■ Task:
Within the entries below, find the portion that opens with the line containing "the threshold gate" and closes with the line containing "for cluster drill-in)". Retype that portion exactly and only.
START Extracted records
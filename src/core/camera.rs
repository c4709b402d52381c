//! Camera requests from the host and their threshold-gated application.

use crate::constants::{
    CLUSTER_ZOOM_HIGH_BAND, CLUSTER_ZOOM_LOW_BAND, CLUSTER_ZOOM_STEP_HIGH, CLUSTER_ZOOM_STEP_LOW,
    CLUSTER_ZOOM_STEP_MID, MAX_PITCH, MAX_ZOOM, MIN_ZOOM,
};
use crate::core::config::CameraConfig;
use crate::core::geo::LatLng;
use crate::traits::MapSurface;
use serde::{Deserialize, Serialize};

/// Abstract camera: what the host asks to look at.
#[derive(Debug, Clone, Copy, PartialEq, Serialize, Deserialize)]
pub struct Camera {
    pub center: LatLng,
    pub zoom: f64,
    /// Degrees from nadir
    #[serde(default)]
    pub pitch: f64,
    /// Degrees clockwise from north
    #[serde(default)]
    pub bearing: f64,
}

impl Camera {
    pub fn new(center: LatLng, zoom: f64) -> Self {
        Self {
            center,
            zoom,
            pitch: 0.0,
            bearing: 0.0,
        }
    }

    pub fn with_pitch(mut self, pitch: f64) -> Self {
        self.pitch = pitch;
        self
    }

    pub fn with_bearing(mut self, bearing: f64) -> Self {
        self.bearing = bearing;
        self
    }

    /// Finite everywhere, on the globe, and tilted no further than the
    /// surface can render. Zoom outside the surface's range is clamped, not
    /// rejected.
    pub fn is_valid(&self) -> bool {
        self.center.is_valid()
            && self.zoom.is_finite()
            && self.bearing.is_finite()
            && (0.0..=MAX_PITCH).contains(&self.pitch)
    }

    /// Zoom clamped to `[MIN_ZOOM, MAX_ZOOM]`
    pub fn clamped(self) -> Camera {
        Camera {
            zoom: self.zoom.clamp(MIN_ZOOM, MAX_ZOOM),
            ..self
        }
    }

    /// True when every field is within the configured epsilon of `other`.
    /// Cameras are never compared with `==` for this decision.
    pub fn is_close_to(&self, other: &Camera, config: &CameraConfig) -> bool {
        self.center.max_degree_delta(&other.center) < config.center_epsilon_deg
            && (self.zoom - other.zoom).abs() < config.zoom_epsilon
            && angle_delta(self.pitch, other.pitch) < config.angle_epsilon_deg
            && angle_delta(self.bearing, other.bearing) < config.angle_epsilon_deg
    }
}

fn angle_delta(a: f64, b: f64) -> f64 {
    let d = (a - b).rem_euclid(360.0);
    d.min(360.0 - d)
}

/// The surface's own camera representation: an eye distance instead of a
/// zoom level.
#[derive(Debug, Clone, Copy, PartialEq, Serialize, Deserialize)]
pub struct NativeCamera {
    pub center: LatLng,
    /// Eye-to-center distance in metres
    pub distance: f64,
    pub pitch: f64,
    pub heading: f64,
}

impl NativeCamera {
    pub fn from_camera(camera: &Camera, base_distance: f64) -> Self {
        Self {
            center: camera.center,
            distance: zoom_to_distance(camera.zoom, base_distance),
            pitch: camera.pitch,
            heading: camera.bearing.rem_euclid(360.0),
        }
    }
}

/// `distance = base / 2^zoom`
pub fn zoom_to_distance(zoom: f64, base_distance: f64) -> f64 {
    base_distance / 2_f64.powf(zoom)
}

pub fn distance_to_zoom(distance: f64, base_distance: f64) -> f64 {
    (base_distance / distance).log2()
}

/// Zoom to fly to after a cluster tap at `current_zoom`.
///
/// The step is larger at continental scale and smaller near the clustering
/// cutoff; the result never exceeds `max_cluster_zoom + 1`.
pub fn cluster_zoom_target(current_zoom: f64, max_cluster_zoom: f64) -> f64 {
    let step = if current_zoom < CLUSTER_ZOOM_LOW_BAND {
        CLUSTER_ZOOM_STEP_LOW
    } else if current_zoom <= CLUSTER_ZOOM_HIGH_BAND {
        CLUSTER_ZOOM_STEP_MID
    } else {
        CLUSTER_ZOOM_STEP_HIGH
    };
    (current_zoom + step).min(max_cluster_zoom + 1.0)
}

/// Applies host camera requests to the surface, skipping requests that are
/// within epsilon of the last applied camera. Without the gate, a host that
/// derives its camera from our own region-change events would feed back
/// into the surface forever.
#[derive(Debug, Clone)]
pub struct CameraController {
    config: CameraConfig,
    last_applied: Option<Camera>,
}

impl CameraController {
    pub fn new(config: CameraConfig) -> Self {
        Self {
            config,
            last_applied: None,
        }
    }

    pub fn last_applied(&self) -> Option<&Camera> {
        self.last_applied.as_ref()
    }

    /// Whether `camera` would be skipped by the threshold gate
    pub fn is_redundant(&self, camera: &Camera) -> bool {
        self.last_applied
            .as_ref()
            .map(|last| last.is_close_to(camera, &self.config))
            .unwrap_or(false)
    }

    /// Applies a host camera request. Invalid cameras are dropped; the gate
    /// compares the clamped request against the last applied camera.
    /// Returns `true` if the surface was moved.
    pub fn set_camera<S: MapSurface + ?Sized>(
        &mut self,
        surface: &mut S,
        camera: Camera,
        animated: bool,
    ) -> bool {
        if !camera.is_valid() {
            log::warn!("ignoring invalid camera {:?}", camera);
            return false;
        }
        let camera = camera.clamped();
        if self.is_redundant(&camera) {
            log::debug!("camera request within threshold, skipped");
            return false;
        }
        self.apply(surface, camera, animated);
        true
    }

    /// Moves the surface unconditionally (used for cluster drill-in)
    pub fn fly_to<S: MapSurface + ?Sized>(&mut self, surface: &mut S, center: LatLng, zoom: f64) {
        let base = self.last_applied.unwrap_or_else(|| Camera::new(center, zoom));
        let camera = Camera {
            center,
            zoom,
            ..base
        };
        self.apply(surface, camera, true);
    }

    fn apply<S: MapSurface + ?Sized>(&mut self, surface: &mut S, camera: Camera, animated: bool) {
        let camera = camera.clamped();
        let native = NativeCamera::from_camera(&camera, self.config.base_distance_m);
        let transition = animated.then(|| self.config.transition());
        log::debug!(
            "camera -> ({:.4}, {:.4}) z{:.2} animated={}",
            camera.center.lat,
            camera.center.lng,
            camera.zoom,
            animated
        );
        surface.set_camera(native, transition);
        self.last_applied = Some(camera);
    }
}
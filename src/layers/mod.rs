pub mod composer;
pub mod expression;
pub mod spec;

pub use composer::LayerComposer;
pub use expression::Expression;
pub use spec::{LayerKind, LayerPosition, LayerSpec, SourceKind, SourceSpec};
END Extracted records
■ Solution for this exercise:
    /// Whether `camera` would be skipped by the threshold gate
    pub fn is_redundant(&self, camera: &Camera) -> bool {
        self.last_applied
            .as_ref()
            .map(|last| last.is_close_to(camera, &self.config))
            .unwrap_or(false)
    }

    /// Applies a host camera request. Invalid cameras are dropped; the gate
    /// compares the clamped request against the last applied camera.
    /// Returns `true` if the surface was moved.
    pub fn set_camera<S: MapSurface + ?Sized>(
        &mut self,
        surface: &mut S,
        camera: Camera,
        animated: bool,
    ) -> bool {
        if !camera.is_valid() {
            log::warn!("ignoring invalid camera {:?}", camera);
            return false;
        }
        let camera = camera.clamped();
        if self.is_redundant(&camera) {
            log::debug!("camera request within threshold, skipped");
            return false;
        }
        self.apply(surface, camera, animated);
        true
    }

    /// Moves the surface unconditionally (used for cluster drill-in)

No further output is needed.